In queste condizioni sembra esserci un rapporto diverso con il passare del tempo, forse più intenso, visto che non c'era nemmeno una condanna e il detenuto poteva stare nel campo uno, due, cinque, dieci, venti anni, io non lo sapevo. “Sono stato in isolamento per sei anni. Tutto il mio lavoro era nella mia mente. Le ore passavano, avevo 24 ore, mi dicevo”, riferisce Soha.
Nel corso del video proiettato sui due monitor, inizia ad esserci una certa deviazione nelle narrazioni, che nell'installazione coincide con il passaggio del monitor da sinistra a destra, come se ci fosse una sorta di cambio di scena, una transizione. Dalle descrizioni di torture, condizioni abiette ed estreme, alle forme di sopravvivenza, alle forme di resistenza, che hanno come snodo nel video il momento della finestra-specchio e quando cominciano a spuntare dei sorrisi.
Commenti sul cibo, sulle rare e veloci passeggiate alla luce del sole e sugli incontri casuali avvenuti con altri detenuti, su come fare esercizio in cella, praticare sport: “Ho ritenuto che il corpo fosse come il motore di un'auto”, ha dice Neeman. Soha, invece, si è imposto di “camminare” regolarmente alcuni passi intorno alla sua cella, calcolati per raggiungere i 4,5 km al giorno.

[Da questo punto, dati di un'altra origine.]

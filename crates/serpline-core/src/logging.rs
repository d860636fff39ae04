//! Logging setup with indicatif integration

use indicatif::MultiProgress;

/// Padded label for a log level.
fn level_label(level: log::Level) -> &'static str {
    match level {
        log::Level::Error => "ERROR",
        log::Level::Warn => "WARN ",
        log::Level::Info => "INFO ",
        log::Level::Debug => "DEBUG",
        log::Level::Trace => "TRACE",
    }
}

/// ANSI color code for a log level (TTY mode only).
fn level_color(level: log::Level) -> &'static str {
    match level {
        log::Level::Error => "\x1b[31m",
        log::Level::Warn => "\x1b[33m",
        log::Level::Info => "\x1b[32m",
        log::Level::Debug => "\x1b[36m",
        log::Level::Trace => "\x1b[35m",
    }
}

/// Logger that prints through indicatif MultiProgress so log lines do not
/// tear active progress bars.
pub struct IndicatifLogger {
    inner: env_logger::Logger,
    multi: MultiProgress,
}

impl IndicatifLogger {
    pub fn new(inner: env_logger::Logger, multi: MultiProgress) -> Self {
        Self { inner, multi }
    }
}

impl log::Log for IndicatifLogger {
    fn enabled(&self, metadata: &log::Metadata) -> bool {
        self.inner.enabled(metadata)
    }

    fn log(&self, record: &log::Record) {
        if self.inner.enabled(record.metadata()) {
            let line = format!(
                "[{}{}\x1b[0m] {}",
                level_color(record.level()),
                level_label(record.level()),
                record.args()
            );
            self.multi.suspend(|| eprintln!("{line}"));
        }
    }

    fn flush(&self) {
        self.inner.flush();
    }
}

/// Initialize logging.
///
/// TTY mode (`multi` provided): colored output routed through the progress
/// display. Non-TTY: plain labels, no ANSI, suitable for log aggregation.
pub fn init_logging(quiet: bool, debug: bool, multi: Option<&MultiProgress>) {
    use std::io::Write;

    let default_level = if debug {
        "debug"
    } else if quiet {
        "warn"
    } else {
        "info"
    };

    let env = env_logger::Env::default().default_filter_or(default_level);

    if let Some(multi) = multi {
        let logger = env_logger::Builder::from_env(env).build();
        let max_level = logger.filter();

        log::set_boxed_logger(Box::new(IndicatifLogger::new(logger, multi.clone())))
            .expect("failed to init logger");
        log::set_max_level(max_level);
    } else {
        env_logger::Builder::from_env(env)
            .format(|buf, record| {
                writeln!(buf, "[{}] {}", level_label(record.level()), record.args())
            })
            .init();
    }
}
//! Pooled HTTP client with a blocking facade.
//!
//! Uses async reqwest internally on a shared tokio runtime, but presents
//! a sync interface so callers (rayon workers, the sequential fetch loop)
//! never deal with futures directly.

use std::sync::LazyLock;
use std::time::Duration;

/// Connect timeout for all outbound requests
const CONNECT_TIMEOUT: Duration = Duration::from_secs(30);

/// Error from an HTTP round trip or response decoding.
#[derive(Debug)]
pub enum HttpError {
    /// Transport or status error with optional HTTP status code
    Http {
        status: Option<u16>,
        message: String,
    },
    /// Response body could not be decoded
    Decode(String),
}

impl std::fmt::Display for HttpError {
    fn fmt(&self, f: &mut std::fmt::Formatter<'_>) -> std::fmt::Result {
        match self {
            Self::Http {
                status: Some(s),
                message,
            } => write!(f, "HTTP {s}: {message}"),
            Self::Http {
                status: None,
                message,
            } => write!(f, "HTTP error: {message}"),
            Self::Decode(msg) => write!(f, "decode error: {msg}"),
        }
    }
}

impl std::error::Error for HttpError {}

impl HttpError {
    /// Create from a reqwest error, stripping the URL to avoid leaking
    /// site identifiers into logs.
    pub fn from_reqwest(e: reqwest::Error) -> Self {
        if e.is_decode() {
            return Self::Decode(e.without_url().to_string());
        }
        let status = e.status().map(|s| s.as_u16());
        Self::Http {
            status,
            message: e.without_url().to_string(),
        }
    }

    pub fn status(&self) -> Option<u16> {
        match self {
            Self::Http { status, .. } => *status,
            Self::Decode(_) => None,
        }
    }
}

/// Shared async HTTP client with connection pooling.
static SHARED_CLIENT: LazyLock<reqwest::Client> = LazyLock::new(|| {
    reqwest::Client::builder()
        .connect_timeout(CONNECT_TIMEOUT)
        .pool_max_idle_per_host(8)
        .build()
        .expect("failed to build HTTP client")
});

/// Get shared HTTP client.
pub fn http_client() -> &'static reqwest::Client {
    &SHARED_CLIENT
}

/// Shared tokio runtime for HTTP operations.
pub static SHARED_RUNTIME: LazyLock<tokio::runtime::Runtime> = LazyLock::new(|| {
    tokio::runtime::Builder::new_multi_thread()
        .worker_threads(2)
        .enable_all()
        .build()
        .expect("failed to build tokio runtime")
});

Dai problemi fisici si è passati a quelli emotivi, ai sogni e alla percezione dell'esterno. Rajaé amava una ragazza con cui aveva trascorso tre anni prima di entrare in campo; a volte se la immaginava davanti; “loro” hanno parlato, giocato, litigato, per 8 anni. In questo momento, c'è un taglio ad Afif:
La novità tra noi erano i sogni. La notte che tutti sognavano. Raccontare i nostri sogni era la novità. Abbiamo scoperto parole che non conoscevamo, ispirate dal sogno, e le abbiamo raccontate ai nostri compagni [...] E, una volta che abbiamo iniziato a parlare, l'argomento si è fatto vasto.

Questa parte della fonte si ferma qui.